The early church fathers frequently cited Ps. 82:6 (LXX 81:6), “I said, You are gods and all sons of the Most High,” a passage Jesus himself quoted (John 10:34) to defend his own title as the Son of God. Scholars agree that the patristic use of verse underwrote the developing doctrine of deification, which promised that Christians would become “gods” in some sense by bearing God’s image and likeness and participating in Christ and his saving work. In order to deepen and focus our understanding of the significance and role of this passage for patristic theology—and particularly for pastoral practice—this study identified every use of the verse in extant texts from the first six centuries of Christian history (from the middle of the second century through Maximus the Confessor).
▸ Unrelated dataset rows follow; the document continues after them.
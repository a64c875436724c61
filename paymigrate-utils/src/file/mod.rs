//! File system helpers

use std::borrow::Cow;
use std::path::{Path, PathBuf};

/// Normalize a path lexically (no filesystem access)
pub fn normalize_path(path: &Path) -> PathBuf {
    path_clean::clean(path)
}

/// Decode file bytes as UTF-8, replacing invalid sequences.
///
/// Scanning and migration both go through this, so line numbers and
/// content hashes agree between them.
pub fn decode_text_lossy(bytes: &[u8]) -> Cow<'_, str> {
    String::from_utf8_lossy(bytes)
}

/// Read a text file, replacing invalid UTF-8 sequences
pub fn read_text_lossy(path: &Path) -> crate::Result<String> {
    let bytes = std::fs::read(path)?;
    Ok(decode_text_lossy(&bytes).into_owned())
}

/// Write a file by writing a sibling temp file and renaming it into place.
///
/// Readers never observe a half-written file; parent directories are
/// created as needed.
pub async fn write_atomic(path: &Path, contents: &[u8]) -> crate::Result<()> {
    let parent = path
        .parent()
        .filter(|p| !p.as_os_str().is_empty())
        .map_or_else(|| PathBuf::from("."), Path::to_path_buf);
    tokio::fs::create_dir_all(&parent).await?;

    let file_name = path
        .file_name()
        .ok_or_else(|| crate::UtilError::PathOperation(format!("Not a file path: {}", path.display())))?
        .to_string_lossy();
    let temp_path = parent.join(format!(
        ".{file_name}.{}.tmp",
        chrono::Utc::now().timestamp_nanos_opt().unwrap_or_default()
    ));

    tokio::fs::write(&temp_path, contents).await?;
    if let Err(e) = tokio::fs::rename(&temp_path, path).await {
        let _ = tokio::fs::remove_file(&temp_path).await;
        return Err(e.into());
    }
    Ok(())
}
The categories of pastoral employment of the passage include the defense of monotheism, instruction in Christology, exhortations to virtue, praise for salvation, delineations of authority roles in church and state, and eschatological depictions of glorification to come, with shifting emphasis amid the shifting contexts over the course of the centuries. While Ps. 82:6 (LXX 81:6) happened to lay the foundation for the doctrine of deification, the immediate reasons for its citation arose out of the near historical context with its accompanying pastoral needs and concerns. The survey of the usage of this text also illustrates the patristic practice of intertextual exegesis and precise reading of the Bible (ἀκρίβεια), as well as constructive engagement with classical philosophical concepts. The church fathers emerge as pastoral practitioners, motivated by the care of souls, who boldly deployed this perplexing text for the practical goals of proclaiming Christ and calling human beings to experience the fullness of his salvation—as gods. Their examples hold the promise of inspiring pastors today toward fresh contemporary and creative engagement with the text. The appendix offers the reader 123 newly translated patristic passages with citations of Ps. 82:6 (LXX 81:6).